PSICANÁLISE E A CURA NA ATUALIDADE

 

ASSOCIAÇÃO BRASILEIRA DE PSICANÁLISE CLÍNICA

 

 

 

ANA PAULA DE SOUZA VERAS

ANTONIO MARCELO CAMPOS

FELIPE ALVES DOS SANTOS
IRAJARA NILVON GLATT

JOANA FÁTIMA DE LIMA PAIVA
SILENE MARTINS NUNES

 

 

 

 

PSICANÁLISE E A CURA NA ATUALIDADE

  

                                                              

                                                                      

     2024

 

Palavras-chaves: Psicanálise; A cura; Atualidade; Efetividade; Metodologias.

 

SUMÁRIO: 1. Introdução. 2. A cura no surgimento da Psicanálise. 3. Outras propostas de cura. 4. Desafios contemporâneos e proposta terapêutica. 4.1. A fadiga enquanto recorte contemporâneo. 4.2. A mulher na atualidade e na clínica. 5. Considerações finais. 6. Referências.

 

INTRODUÇÃO

Há mais de um século desde o início da psicanálise, permanece a questão sobre as mudanças na compreensão do sofrimento psíquico e o papel da cura na clínica psicanalítica. Os psicanalistas adaptam e redefinem conceitos com base em sua prática clínica, renovando conceitos fundamentais.
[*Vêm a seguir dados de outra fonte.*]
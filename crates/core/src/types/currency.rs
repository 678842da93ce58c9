//! Display currencies supported by the storefront.
//!
//! Catalog prices are stored in USD. The selected currency affects display
//! only: conversion uses a fixed rate table and is never written back to
//! stored amounts.

use rust_decimal::Decimal;
use serde::{Deserialize, Serialize};

/// Supported display currencies.
#[derive(Debug, Clone, Copy, PartialEq, Eq, Hash, Serialize, Deserialize, Default)]
pub enum Currency {
    #[default]
    Usd,
    Eur,
    Inr,
}

impl Currency {
    /// Currency symbol used for display.
    #[must_use]
    pub const fn symbol(self) -> &'static str {
        match self {
            Self::Usd => "$",
            Self::Eur => "\u{20ac}",
            Self::Inr => "\u{20b9}",
        }
    }

    /// ISO 4217 currency code.
    #[must_use]
    pub const fn code(self) -> &'static str {
        match self {
            Self::Usd => "USD",
            Self::Eur => "EUR",
            Self::Inr => "INR",
        }
    }

    /// Fixed display conversion rate from USD.
    #[must_use]
    pub fn rate(self) -> Decimal {
        match self {
            Self::Usd => Decimal::ONE,
            Self::Eur => Decimal::new(93, 2),
            Self::Inr => Decimal::new(8345, 2),
        }
    }

    /// Convert a USD amount into this currency at the fixed display rate,
    /// rounded to two decimal places.
    #[must_use]
    pub fn convert(self, usd_amount: Decimal) -> Decimal {
        (usd_amount * self.rate()).round_dp(2)
    }

    /// Format a USD amount for display in this currency (e.g. `"$19.99"`).
    #[must_use]
    pub fn display(self, usd_amount: Decimal) -> String {
        format!("{}{:.2}", self.symbol(), self.convert(usd_amount))
    }
}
Desde Freud, que pioneiramente deu escuta às angústias de suas pacientes histéricas, as diretrizes condicionais foram desenvolvidas em diferentes escolas psicanalíticas na Europa, e, posteriormente, nas Américas. Os diagnósticos clínicos, à luz do sofrimento psíquico contemporâneo, incorporam variantes sociais e culturais, uma vez que o sujeito não é imune ao contexto que o envolve.

O presente artigo busca explorar o desenvolvimento teórico do conceito de cura na psicanálise, especificamente na clínica contemporânea. Para essa tarefa percorremos a elaboração freudiana, passando por desenvolvimentos históricos posteriores, até chegar à contemporaneidade e situações clínicas exemplares.

 

A CURA NO SURGIMENTO DA PSICANÁLISE

A publicação da Interpretação dos Sonhos marca o surgimento da psicanálise, que, nas palavras de Sigmund Freud (1926), “não brotou das rochas nem caiu do céu”. A psicanálise nasce a partir de influências prévias, mas também marca distinções entre os campos que a precederam.

Sigmund Freud nasceu em 1856, na região da Morávia, atual República Tcheca. Criado em Viena desde os 4 anos, lia Shakespeare e Goethe na infância. Na adolescência, cogitou seguir carreira política, filosofia, ser jurista e, por fim, a medicina. Ingressou na Universidade de Viena em 1873, onde estudou anatomia, biologia, zoologia, fisiologia e se formou médico. Trabalhou na clínica psiquiátrica de Theodor Meynert (1882-83) e estudou com Jean-Martin Charcot no Hospital de Salpetrière em 1885. Em seguida iniciou seu consultório próprio, especializando-se em doenças nervosas (ROUDINESCO, 2014)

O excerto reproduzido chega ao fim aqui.